If $X$ be a Poisson distributed random variable with the parameter $\lambda$, then prove that $E(|X - 1|) = \dfrac{2\sigma} {e}$
$\sigma$ here means the square root of varians (recall that $\sigma^2$ is varians symbol). Hope this provide true information, because the problem doesn't really explicitly said what is sigma here means.
Please help me this one. I am in trouble with the absolute value things. Someone gave me this clue, but it took me to the end of the horizon
It's not complicated if you realize this: $|X-1|=X-1$ if $x \geq 1$ and $1$ if $x = 0$.

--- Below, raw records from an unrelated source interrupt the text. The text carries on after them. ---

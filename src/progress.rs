//! Live progress reporting for interactive runs.

use indicatif::{ProgressBar, ProgressStyle};

use crate::{Event, Subscriber};

/// A subscriber ticking a spinner with arrival/queue/completion counters.
pub struct ProgressReporter {
    bar: ProgressBar,
    arrived: usize,
    queued: usize,
    finished: usize,
}

impl ProgressReporter {
    /// Constructs a reporter drawing to stderr.
    #[must_use]
    pub fn new() -> Self {
        let bar = ProgressBar::new_spinner();
        bar.set_style(ProgressStyle::default_spinner().template("{spinner} {msg}"));
        Self {
            bar,
            arrived: 0,
            queued: 0,
            finished: 0,
        }
    }
}

impl Default for ProgressReporter {
    fn default() -> Self {
        Self::new()
    }
}

impl Subscriber for ProgressReporter {
    fn handle(&mut self, event: &Event) {
        match event {
            Event::Arrived(_) => self.arrived += 1,
            Event::Queued(_) => self.queued += 1,
            Event::ProcessingFinished(_) => self.finished += 1,
            Event::AllProcessed => {
                self.bar.finish_and_clear();
                return;
            }
            _ => return,
        }
        self.bar.set_message(&format!(
            "[A={arrived}] [Q={queued}] [F={finished}]",
            arrived = self.arrived,
            queued = self.queued,
            finished = self.finished,
        ));
        self.bar.tick();
    }
}
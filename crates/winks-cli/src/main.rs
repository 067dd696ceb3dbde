use winks_core::logging;

mod cli;

use crate::cli::CliCommand;

#[tokio::main]
async fn main() {
    // File logging when the state dir is writable, else stderr.
    match logging::init_logging() {
        Ok(path) => tracing::debug!(path = %path.display(), "logging to file"),
        Err(err) => {
            logging::init_logging_stderr();
            tracing::warn!("file logging unavailable: {err:#}");
        }
    }

    if let Err(err) = CliCommand::run_from_args().await {
        eprintln!("winks error: {:#}", err);
        std::process::exit(1);
    }
}
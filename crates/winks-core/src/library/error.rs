//! Errors surfaced to the user by library operations.

use crate::link_meta::LinkId;

#[derive(Debug, thiserror::Error)]
pub enum LibraryError {
    /// Deleting the only remaining tag is refused before anything is written.
    #[error("at least one tag must remain")]
    LastTag,
    /// Deleting the only remaining classification is refused before anything is written.
    #[error("at least one classification must remain")]
    LastClassification,
    /// The name is part of the built-in vocabulary and would still be listed.
    #[error("{0} is built in and cannot be deleted")]
    BuiltIn(String),
    #[error("no link with id {0}")]
    UnknownLink(LinkId),
    #[error("{0} must not be empty")]
    EmptyField(&'static str),
    /// The store rejected a call; local state was left unchanged.
    #[error("{action} failed: {message}")]
    Store {
        action: &'static str,
        message: String,
    },
}

impl LibraryError {
    pub(crate) fn store(action: &'static str, err: anyhow::Error) -> Self {
        tracing::error!("{action} failed: {err:#}");
        LibraryError::Store {
            action,
            message: format!("{err:#}"),
        }
    }
}
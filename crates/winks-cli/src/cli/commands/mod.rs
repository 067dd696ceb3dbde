//! CLI command handlers, one file per command.

mod add;
mod edit;
mod generate;
mod import;
mod list;
mod remove;
mod vocabulary;

pub use add::{run_add, NewLink};
pub use edit::{run_edit, EditArgs};
pub use generate::{run_completions, run_man, run_pin_hash};
pub use import::{run_import, run_migrate};
pub use list::{run_list, ListArgs};
pub use remove::run_remove;
pub use vocabulary::{
    run_classification_delete, run_classification_list, run_tag_delete, run_tag_list,
};

use winks_core::link_meta::parse_tag_str;

/// Flattens `-t a,b -t c` into individual tag names.
pub(crate) fn split_tag_args(args: &[String]) -> Vec<String> {
    args.iter().flat_map(|a| parse_tag_str(a)).collect()
}
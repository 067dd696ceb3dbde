//! Hosted links table over PostgREST (the Supabase REST API).
//!
//! Uses the curl crate (libcurl). Each call is a blocking transfer run on
//! tokio's blocking pool.

mod parse;

use anyhow::{Context, Result};
use std::time::Duration;

use super::{LinkRow, LinkStore};
use crate::config::RestEndpoint;
use crate::link_meta::{LinkId, LinkRecord};

use parse::{error_message, parse_rows};

#[derive(Debug, Clone, Copy, PartialEq, Eq)]
enum Method {
    Get,
    Post,
    Patch,
    Delete,
}

impl Method {
    fn as_str(self) -> &'static str {
        match self {
            Method::Get => "GET",
            Method::Post => "POST",
            Method::Patch => "PATCH",
            Method::Delete => "DELETE",
        }
    }
}

/// One fully described HTTP call; built without I/O so it can be inspected.
#[derive(Debug, Clone)]
struct RestRequest {
    method: Method,
    url: String,
    headers: Vec<String>,
    body: Option<String>,
}

/// Client for a `links` table exposed by PostgREST.
#[derive(Debug, Clone)]
pub struct RestStore {
    endpoint: RestEndpoint,
}

impl RestStore {
    pub fn new(endpoint: RestEndpoint) -> Self {
        Self { endpoint }
    }

    fn table_url(&self, query: &str) -> String {
        format!(
            "{}/rest/v1/{}?{}",
            self.endpoint.url, self.endpoint.table, query
        )
    }

    fn request(&self, method: Method, query: &str, body: Option<String>) -> RestRequest {
        let key = &self.endpoint.anon_key;
        let mut headers = vec![
            format!("apikey: {key}"),
            format!("Authorization: Bearer {key}"),
            "Accept: application/json".to_string(),
        ];
        if body.is_some() {
            headers.push("Content-Type: application/json".to_string());
        }
        if matches!(method, Method::Post | Method::Patch) {
            headers.push("Prefer: return=representation".to_string());
        }
        RestRequest {
            method,
            url: self.table_url(query),
            headers,
            body,
        }
    }

    async fn send(&self, req: RestRequest) -> Result<String> {
        let what = format!("{} {}", req.method.as_str(), self.endpoint.table);
        tokio::task::spawn_blocking(move || perform(&req))
            .await
            .context("REST worker panicked")?
            .with_context(|| what)
    }
}

/// Runs the transfer on the current thread and returns the response body.
fn perform(req: &RestRequest) -> Result<String> {
    let mut body: Vec<u8> = Vec::new();

    let mut easy = curl::easy::Easy::new();
    easy.url(&req.url).context("invalid URL")?;
    easy.connect_timeout(Duration::from_secs(15))?;
    easy.timeout(Duration::from_secs(30))?;
    match req.method {
        Method::Get => easy.get(true)?,
        Method::Post => easy.post(true)?,
        Method::Patch | Method::Delete => easy.custom_request(req.method.as_str())?,
    }
    if let Some(payload) = &req.body {
        easy.post_fields_copy(payload.as_bytes())?;
    }

    let mut list = curl::easy::List::new();
    for h in &req.headers {
        list.append(h)?;
    }
    easy.http_headers(list)?;

    {
        let mut transfer = easy.transfer();
        transfer.write_function(|data| {
            body.extend_from_slice(data);
            Ok(data.len())
        })?;
        transfer.perform().context("request failed")?;
    }

    let code = easy.response_code().context("no response code")?;
    let text = String::from_utf8_lossy(&body).into_owned();
    if !(200..300).contains(&code) {
        tracing::warn!(code, url = %req.url, "hosted store returned an error");
        anyhow::bail!("{}", error_message(code, &text));
    }
    Ok(text)
}

fn id_filter(id: LinkId) -> String {
    format!("id=eq.{id}")
}

impl LinkStore for RestStore {
    async fn fetch_all(&self) -> Result<Vec<LinkRecord>> {
        let req = self.request(Method::Get, "select=*&order=created_at.desc", None);
        parse_rows(&self.send(req).await?)
    }

    async fn insert(&self, row: &LinkRow) -> Result<LinkRecord> {
        let body = serde_json::to_string(&[row])?;
        let req = self.request(Method::Post, "select=*", Some(body));
        parse_rows(&self.send(req).await?)?
            .into_iter()
            .next()
            .context("insert returned no row")
    }

    async fn update(&self, id: LinkId, row: &LinkRow) -> Result<Option<LinkRecord>> {
        let body = serde_json::to_string(row)?;
        let req = self.request(Method::Patch, &format!("{}&select=*", id_filter(id)), Some(body));
        Ok(parse_rows(&self.send(req).await?)?.into_iter().next())
    }

    async fn update_meta(&self, id: LinkId, category: &str) -> Result<()> {
        let body = serde_json::json!({ "category": category }).to_string();
        let req = self.request(Method::Patch, &id_filter(id), Some(body));
        self.send(req).await?;
        Ok(())
    }

    async fn delete(&self, id: LinkId) -> Result<()> {
        let req = self.request(Method::Delete, &id_filter(id), None);
        self.send(req).await?;
        Ok(())
    }
}

#[cfg(test)]
mod tests {
    use super::*;

    fn store() -> RestStore {
        RestStore::new(RestEndpoint {
            url: "https://xyz.supabase.co".to_string(),
            anon_key: "anon".to_string(),
            table: "links".to_string(),
        })
    }

    #[test]
    fn list_request_orders_newest_first() {
        let req = store().request(Method::Get, "select=*&order=created_at.desc", None);
        assert_eq!(
            req.url,
            "https://xyz.supabase.co/rest/v1/links?select=*&order=created_at.desc"
        );
        assert!(req.headers.contains(&"apikey: anon".to_string()));
        assert!(req.headers.contains(&"Authorization: Bearer anon".to_string()));
        assert!(!req.headers.iter().any(|h| h.starts_with("Prefer")));
        assert!(req.body.is_none());
    }

    #[test]
    fn writes_ask_for_representation() {
        let req = store().request(Method::Patch, &id_filter(7), Some("{}".to_string()));
        assert_eq!(req.url, "https://xyz.supabase.co/rest/v1/links?id=eq.7");
        assert!(req
            .headers
            .contains(&"Prefer: return=representation".to_string()));
        assert!(req
            .headers
            .contains(&"Content-Type: application/json".to_string()));
    }

    #[test]
    fn delete_has_no_body_or_prefer() {
        let req = store().request(Method::Delete, &id_filter(3), None);
        assert_eq!(req.method.as_str(), "DELETE");
        assert!(req.body.is_none());
        assert!(!req.headers.iter().any(|h| h.starts_with("Prefer")));
    }

    #[test]
    fn insert_body_is_single_element_array() {
        let row = LinkRow {
            title: "Linear".to_string(),
            url: "https://linear.app".to_string(),
            category: "x".to_string(),
        };
        let body = serde_json::to_string(&[&row]).unwrap();
        assert_eq!(
            body,
            r#"[{"title":"Linear","url":"https://linear.app","category":"x"}]"#
        );
    }
}
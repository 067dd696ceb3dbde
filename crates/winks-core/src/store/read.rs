//! Link read operations: list and get.

use anyhow::Result;
use serde_json::Value;
use sqlx::sqlite::SqliteRow;
use sqlx::Row;

use super::db::SqliteStore;
use crate::link_meta::{LinkId, LinkRecord};

fn record_from_row(row: &SqliteRow) -> LinkRecord {
    let tags: Option<String> = row.get("tags");
    LinkRecord {
        id: row.get("id"),
        title: row.get("title"),
        url: row.get("url"),
        category: row.get("category"),
        tags: tags.map(Value::String),
    }
}

impl SqliteStore {
    /// List all links, newest first.
    pub async fn list_rows(&self) -> Result<Vec<LinkRecord>> {
        let rows = sqlx::query(
            r#"
            SELECT id, title, url, category, tags
            FROM links
            ORDER BY created_at DESC, id DESC
            "#,
        )
        .fetch_all(&self.pool)
        .await?;

        Ok(rows.iter().map(record_from_row).collect())
    }

    /// Fetch a single link row.
    pub async fn get_row(&self, id: LinkId) -> Result<Option<LinkRecord>> {
        let row = sqlx::query(
            r#"
            SELECT id, title, url, category, tags
            FROM links
            WHERE id = ?1
            "#,
        )
        .bind(id)
        .fetch_optional(&self.pool)
        .await?;

        Ok(row.as_ref().map(record_from_row))
    }
}
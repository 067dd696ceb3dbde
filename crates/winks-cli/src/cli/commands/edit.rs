//! `winks edit <id>` – change a link's fields.

use anyhow::{anyhow, Result};
use winks_core::library::{Library, LinkDraft};
use winks_core::link_meta::LinkId;
use winks_core::store::LinkStore;

use super::split_tag_args;

/// Fields to replace; `None` / empty keeps the current value.
#[derive(Debug, Clone, Default)]
pub struct EditArgs {
    pub title: Option<String>,
    pub url: Option<String>,
    pub classification: Option<String>,
    pub tags: Vec<String>,
}

impl EditArgs {
    /// Applies the given fields on top of the link's current values.
    pub fn apply(self, mut draft: LinkDraft) -> LinkDraft {
        if let Some(title) = self.title {
            draft.title = title;
        }
        if let Some(url) = self.url {
            draft.url = url;
        }
        if let Some(classification) = self.classification {
            draft.classification = classification;
        }
        if !self.tags.is_empty() {
            draft.tags = split_tag_args(&self.tags);
        }
        draft
    }
}

pub async fn run_edit<S: LinkStore>(
    library: &mut Library<S>,
    id: LinkId,
    args: EditArgs,
) -> Result<()> {
    let current = library
        .get(id)
        .map(LinkDraft::from_link)
        .ok_or_else(|| anyhow!("no link with id {id}"))?;
    let link = library.update_link(id, args.apply(current)).await?;
    println!("Updated link {}: {}", link.id, link.title);
    Ok(())
}
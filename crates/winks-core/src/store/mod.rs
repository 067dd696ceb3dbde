//! Link persistence.
//!
//! Every backend stores the same row shape: `title`, `url`, and the opaque
//! `category` column produced by [`encode_link_meta`](crate::link_meta::encode_link_meta).
//! Backends never interpret `category`; hydration happens in the library.

mod db;
mod memory;
mod read;
mod rest;
mod write;

pub use db::SqliteStore;
pub use memory::MemoryStore;
pub use rest::RestStore;
pub use write::ImportRow;

use anyhow::Result;
use serde::Serialize;

use crate::config::{StoreBackend, WinksConfig};
use crate::link_meta::{LinkId, LinkRecord};

/// Payload written on create and update.
#[derive(Debug, Clone, PartialEq, Eq, Serialize)]
pub struct LinkRow {
    pub title: String,
    pub url: String,
    pub category: String,
}

/// Operations the library needs from a backend.
#[allow(async_fn_in_trait)]
pub trait LinkStore {
    /// All rows, newest first.
    async fn fetch_all(&self) -> Result<Vec<LinkRecord>>;

    /// Insert a row and return it as stored (with its new id).
    async fn insert(&self, row: &LinkRow) -> Result<LinkRecord>;

    /// Overwrite title, url and category. `None` if no row has this id.
    async fn update(&self, id: LinkId, row: &LinkRow) -> Result<Option<LinkRecord>>;

    /// Overwrite only the `category` column (vocabulary cascades).
    async fn update_meta(&self, id: LinkId, category: &str) -> Result<()>;

    async fn delete(&self, id: LinkId) -> Result<()>;
}

/// Backend selected at runtime from config.
pub enum AnyStore {
    Sqlite(SqliteStore),
    Memory(MemoryStore),
    Rest(RestStore),
}

impl AnyStore {
    /// Open the configured backend; `demo` forces the seeded in-memory store.
    pub async fn open(cfg: &WinksConfig, demo: bool) -> Result<Self> {
        let backend = if demo { StoreBackend::Memory } else { cfg.backend };
        tracing::debug!(?backend, "opening link store");
        Ok(match backend {
            StoreBackend::Sqlite => match &cfg.database_path {
                Some(path) => AnyStore::Sqlite(SqliteStore::open_at(path).await?),
                None => AnyStore::Sqlite(SqliteStore::open_default().await?),
            },
            StoreBackend::Memory => AnyStore::Memory(MemoryStore::demo()),
            StoreBackend::Rest => AnyStore::Rest(RestStore::new(cfg.rest_endpoint()?)),
        })
    }

    pub fn backend(&self) -> StoreBackend {
        match self {
            AnyStore::Sqlite(_) => StoreBackend::Sqlite,
            AnyStore::Memory(_) => StoreBackend::Memory,
            AnyStore::Rest(_) => StoreBackend::Rest,
        }
    }

    pub fn as_sqlite(&self) -> Option<&SqliteStore> {
        match self {
            AnyStore::Sqlite(db) => Some(db),
            _ => None,
        }
    }
}

impl LinkStore for AnyStore {
    async fn fetch_all(&self) -> Result<Vec<LinkRecord>> {
        match self {
            AnyStore::Sqlite(s) => s.fetch_all().await,
            AnyStore::Memory(s) => s.fetch_all().await,
            AnyStore::Rest(s) => s.fetch_all().await,
        }
    }

    async fn insert(&self, row: &LinkRow) -> Result<LinkRecord> {
        match self {
            AnyStore::Sqlite(s) => s.insert(row).await,
            AnyStore::Memory(s) => s.insert(row).await,
            AnyStore::Rest(s) => s.insert(row).await,
        }
    }

    async fn update(&self, id: LinkId, row: &LinkRow) -> Result<Option<LinkRecord>> {
        match self {
            AnyStore::Sqlite(s) => s.update(id, row).await,
            AnyStore::Memory(s) => s.update(id, row).await,
            AnyStore::Rest(s) => s.update(id, row).await,
        }
    }

    async fn update_meta(&self, id: LinkId, category: &str) -> Result<()> {
        match self {
            AnyStore::Sqlite(s) => s.update_meta(id, category).await,
            AnyStore::Memory(s) => s.update_meta(id, category).await,
            AnyStore::Rest(s) => s.update_meta(id, category).await,
        }
    }

    async fn delete(&self, id: LinkId) -> Result<()> {
        match self {
            AnyStore::Sqlite(s) => s.delete(id).await,
            AnyStore::Memory(s) => s.delete(id).await,
            AnyStore::Rest(s) => s.delete(id).await,
        }
    }
}

#[cfg(test)]
mod tests;
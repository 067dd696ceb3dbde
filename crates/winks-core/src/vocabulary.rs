//! Tag and classification vocabularies.
//!
//! Never persisted: both lists are recomputed from the link collection (plus
//! names added during the session) whenever the collection changes.

use crate::link_meta::{
    unique_classifications, unique_tags, Link, DEFAULT_CLASSIFICATION, DEFAULT_TAG, DEFAULT_TAGS,
};

/// Union of all link tags in first-occurrence order, or the built-in tags
/// when no link carries any.
pub fn collect_tags(links: &[Link]) -> Vec<String> {
    let tags = unique_tags(links.iter().flat_map(|l| l.tags.iter()));
    if tags.is_empty() {
        DEFAULT_TAGS.iter().map(|t| t.to_string()).collect()
    } else {
        tags
    }
}

/// Default classification first, then every classification in use.
pub fn collect_classifications(links: &[Link]) -> Vec<String> {
    unique_classifications(
        std::iter::once(DEFAULT_CLASSIFICATION).chain(links.iter().map(|l| l.classification.as_str())),
    )
}

/// Derived view handed to the presentation layer.
#[derive(Debug, Clone, Default, PartialEq, Eq)]
pub struct Vocabulary {
    pub tags: Vec<String>,
    pub classifications: Vec<String>,
}

impl Vocabulary {
    /// Collected vocabularies with session-local names appended.
    pub fn derive(links: &[Link], extra_tags: &[String], extra_classifications: &[String]) -> Self {
        let tags = unique_tags(collect_tags(links).iter().chain(extra_tags));
        let classifications =
            unique_classifications(collect_classifications(links).iter().chain(extra_classifications));
        Self {
            tags,
            classifications,
        }
    }

    pub fn has_tag(&self, tag: &str) -> bool {
        self.tags.iter().any(|t| t == tag)
    }

    pub fn has_classification(&self, classification: &str) -> bool {
        self.classifications.iter().any(|c| c == classification)
    }

    /// Tag given to links left without tags after `deleted` is removed:
    /// the smallest remaining tag, so the choice does not depend on order.
    pub fn fallback_tag(&self, deleted: &str) -> String {
        self.tags
            .iter()
            .filter(|t| t.as_str() != deleted)
            .min()
            .cloned()
            .unwrap_or_else(|| DEFAULT_TAG.to_string())
    }

    /// Classification for links whose classification is deleted: the
    /// default one unless it is the one going away, else the smallest remaining.
    pub fn fallback_classification(&self, deleted: &str) -> String {
        if deleted != DEFAULT_CLASSIFICATION {
            return DEFAULT_CLASSIFICATION.to_string();
        }
        self.classifications
            .iter()
            .filter(|c| c.as_str() != deleted)
            .min()
            .cloned()
            .unwrap_or_else(|| DEFAULT_CLASSIFICATION.to_string())
    }
}

#[cfg(test)]
mod tests {
    use super::*;

    fn link(id: i64, classification: &str, tags: &[&str]) -> Link {
        Link {
            id,
            title: format!("link {id}"),
            url: format!("https://example.com/{id}"),
            classification: classification.to_string(),
            tags: tags.iter().map(|t| t.to_string()).collect(),
        }
    }

    #[test]
    fn empty_collection_uses_defaults() {
        assert_eq!(collect_tags(&[]), DEFAULT_TAGS.to_vec());
        assert_eq!(collect_classifications(&[]), vec![DEFAULT_CLASSIFICATION]);
    }

    #[test]
    fn tags_are_union_in_first_occurrence_order() {
        let links = [link(1, "开发", &["开发", "工具"]), link(2, "设计", &["设计", "开发"])];
        assert_eq!(collect_tags(&links), vec!["开发", "工具", "设计"]);
    }

    #[test]
    fn default_classification_always_first() {
        let links = [link(1, "开发", &["a"]), link(2, DEFAULT_CLASSIFICATION, &["a"]), link(3, "设计", &["a"])];
        assert_eq!(
            collect_classifications(&links),
            vec![DEFAULT_CLASSIFICATION, "开发", "设计"]
        );
    }

    #[test]
    fn derive_appends_session_names() {
        let links = [link(1, "开发", &["工具"])];
        let vocab = Vocabulary::derive(&links, &["新".to_string(), "工具".to_string()], &["收藏".to_string()]);
        assert_eq!(vocab.tags, vec!["工具", "新"]);
        assert_eq!(vocab.classifications, vec![DEFAULT_CLASSIFICATION, "开发", "收藏"]);
    }

    #[test]
    fn fallback_tag_is_smallest_remaining() {
        let vocab = Vocabulary {
            tags: vec!["b".into(), "c".into(), "a".into()],
            classifications: vec![],
        };
        assert_eq!(vocab.fallback_tag("a"), "b");
        assert_eq!(vocab.fallback_tag("c"), "a");
        let single = Vocabulary {
            tags: vec!["a".into()],
            classifications: vec![],
        };
        assert_eq!(single.fallback_tag("a"), DEFAULT_TAG);
    }

    #[test]
    fn fallback_classification_prefers_default() {
        let vocab = Vocabulary {
            tags: vec![],
            classifications: vec![DEFAULT_CLASSIFICATION.into(), "设计".into(), "开发".into()],
        };
        assert_eq!(vocab.fallback_classification("设计"), DEFAULT_CLASSIFICATION);
        assert_eq!(vocab.fallback_classification(DEFAULT_CLASSIFICATION), "开发");
    }
}
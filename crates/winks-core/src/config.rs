use anyhow::{Context, Result};
use serde::{Deserialize, Serialize};
use std::fmt;
use std::fs;
use std::path::PathBuf;

/// Env var overriding `[rest].url`.
pub const ENV_REST_URL: &str = "WINKS_REST_URL";
/// Env var overriding `[rest].anon_key`.
pub const ENV_REST_ANON_KEY: &str = "WINKS_REST_ANON_KEY";

/// Where links are persisted.
#[derive(Debug, Clone, Copy, PartialEq, Eq, Default, Serialize, Deserialize)]
#[serde(rename_all = "lowercase")]
pub enum StoreBackend {
    /// Local SQLite file (default).
    #[default]
    Sqlite,
    /// In-memory demo data; nothing is persisted.
    Memory,
    /// Hosted PostgREST table (e.g. Supabase).
    Rest,
}

/// Hosted table settings (optional section in config.toml).
#[derive(Clone, Default, Serialize, Deserialize)]
pub struct RestConfig {
    /// Project base URL, e.g. `https://xyz.supabase.co`.
    #[serde(default)]
    pub url: Option<String>,
    /// Anonymous API key sent as `apikey` and bearer token.
    #[serde(default)]
    pub anon_key: Option<String>,
    /// Table name. Defaults to `links`.
    #[serde(default)]
    pub table: Option<String>,
}

/// Resolved hosted-table endpoint with every field present.
#[derive(Clone, PartialEq, Eq)]
pub struct RestEndpoint {
    pub url: String,
    pub anon_key: String,
    pub table: String,
}

/// Global configuration loaded from `~/.config/winks/config.toml`.
#[derive(Clone, Default, Serialize, Deserialize)]
pub struct WinksConfig {
    /// Storage backend: "sqlite" (default), "memory", or "rest".
    #[serde(default)]
    pub backend: StoreBackend,
    /// SQLite file; defaults to `~/.local/state/winks/links.db`.
    #[serde(default)]
    pub database_path: Option<PathBuf>,
    /// SHA-256 hex of the confirmation PIN (see `winks pin-hash`). None = no PIN.
    #[serde(default)]
    pub pin_sha256: Option<String>,
    #[serde(default)]
    pub rest: Option<RestConfig>,
}

impl WinksConfig {
    /// Hosted endpoint from config, with env vars taking precedence.
    pub fn rest_endpoint(&self) -> Result<RestEndpoint> {
        self.rest_endpoint_with(|key| std::env::var(key).ok())
    }

    fn rest_endpoint_with(&self, env: impl Fn(&str) -> Option<String>) -> Result<RestEndpoint> {
        let section = self.rest.clone().unwrap_or_default();
        let non_empty = |v: Option<String>| v.map(|s| s.trim().to_string()).filter(|s| !s.is_empty());

        let url = non_empty(env(ENV_REST_URL)).or_else(|| non_empty(section.url));
        let anon_key = non_empty(env(ENV_REST_ANON_KEY)).or_else(|| non_empty(section.anon_key));
        let (Some(url), Some(anon_key)) = (url, anon_key) else {
            anyhow::bail!(
                "missing hosted store settings: set {} and {} (or [rest] url / anon_key in config.toml)",
                ENV_REST_URL,
                ENV_REST_ANON_KEY
            );
        };
        let table = non_empty(section.table).unwrap_or_else(|| "links".to_string());

        Ok(RestEndpoint {
            url: url.trim_end_matches('/').to_string(),
            anon_key,
            table,
        })
    }
}

// Secrets (API key, PIN digest) never reach Debug output or the log file.
const REDACTED: &str = "<redacted>";

fn redact(value: &Option<String>) -> Option<&'static str> {
    value.as_ref().map(|_| REDACTED)
}

impl fmt::Debug for RestConfig {
    fn fmt(&self, f: &mut fmt::Formatter<'_>) -> fmt::Result {
        f.debug_struct("RestConfig")
            .field("url", &self.url)
            .field("anon_key", &redact(&self.anon_key))
            .field("table", &self.table)
            .finish()
    }
}

impl fmt::Debug for RestEndpoint {
    fn fmt(&self, f: &mut fmt::Formatter<'_>) -> fmt::Result {
        f.debug_struct("RestEndpoint")
            .field("url", &self.url)
            .field("anon_key", &REDACTED)
            .field("table", &self.table)
            .finish()
    }
}

impl fmt::Debug for WinksConfig {
    fn fmt(&self, f: &mut fmt::Formatter<'_>) -> fmt::Result {
        f.debug_struct("WinksConfig")
            .field("backend", &self.backend)
            .field("database_path", &self.database_path)
            .field("pin_sha256", &redact(&self.pin_sha256))
            .field("rest", &self.rest)
            .finish()
    }
}

pub fn config_path() -> Result<PathBuf> {
    let xdg_dirs = xdg::BaseDirectories::with_prefix("winks")?;
    Ok(xdg_dirs.place_config_file("config.toml")?)
}

/// Load configuration from disk, creating a default file if none exists.
pub fn load_or_init() -> Result<WinksConfig> {
    let path = config_path()?;
    if !path.exists() {
        let default_cfg = WinksConfig::default();
        let toml = toml::to_string_pretty(&default_cfg)?;
        if let Some(parent) = path.parent() {
            fs::create_dir_all(parent)?;
        }
        fs::write(&path, toml)?;
        tracing::info!("created default config at {}", path.display());
        return Ok(default_cfg);
    }

    let data = fs::read_to_string(&path)?;
    let cfg: WinksConfig =
        toml::from_str(&data).with_context(|| format!("parse {}", path.display()))?;
    Ok(cfg)
}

Yeah, we should define the absolute value function like that, now I think that it doesn't lead me to prove what should I prove later. And how?
If I take $\lambda=1$,
\begin{align}E(|X-1|)&=\frac{1}{e}\sum_{j=0}^\infty|j-1|\frac{1}{j!}\\&=\frac{1}{e}\left[1+\frac{1}{2!}+2\cdot\frac{1}{3!}+3\cdot\frac{1}{4!}+4\cdot\frac{1}{5!}+\cdots\right]\\&=\frac{1}{e}\left[1+\frac{1}{2!}+(3-1)\frac{1}{3!}+(4-1)\frac{1}{4!}+(5-1)\frac{1}{5!}+\cdots\right]\\&=\frac{1}{e}\left[\left(1+\frac{1}{2!}+\frac{1}{2!}+\frac{1}{3!}+\frac{1}{4!}+\cdots\right)-\left(\frac{1}{3!}+\frac{1}{4!}+\frac{1}{5!}+\cdots\right)\right]\\&=\frac{1}{e}(1+1)=\frac{2}{e}\times\text{sd}\end{align}
Now you can try to do this for any $\lambda$. For $\lambda=1$, the result is not surprising since the mean absolute deviation about mean for a $\text{P}(\lambda)$ distribution is $\displaystyle E(|X-\lambda|)=2e^{-\lambda}\frac{\lambda^{\lfloor\lambda\rfloor+1}}{(\lfloor\lambda\rfloor)!}$.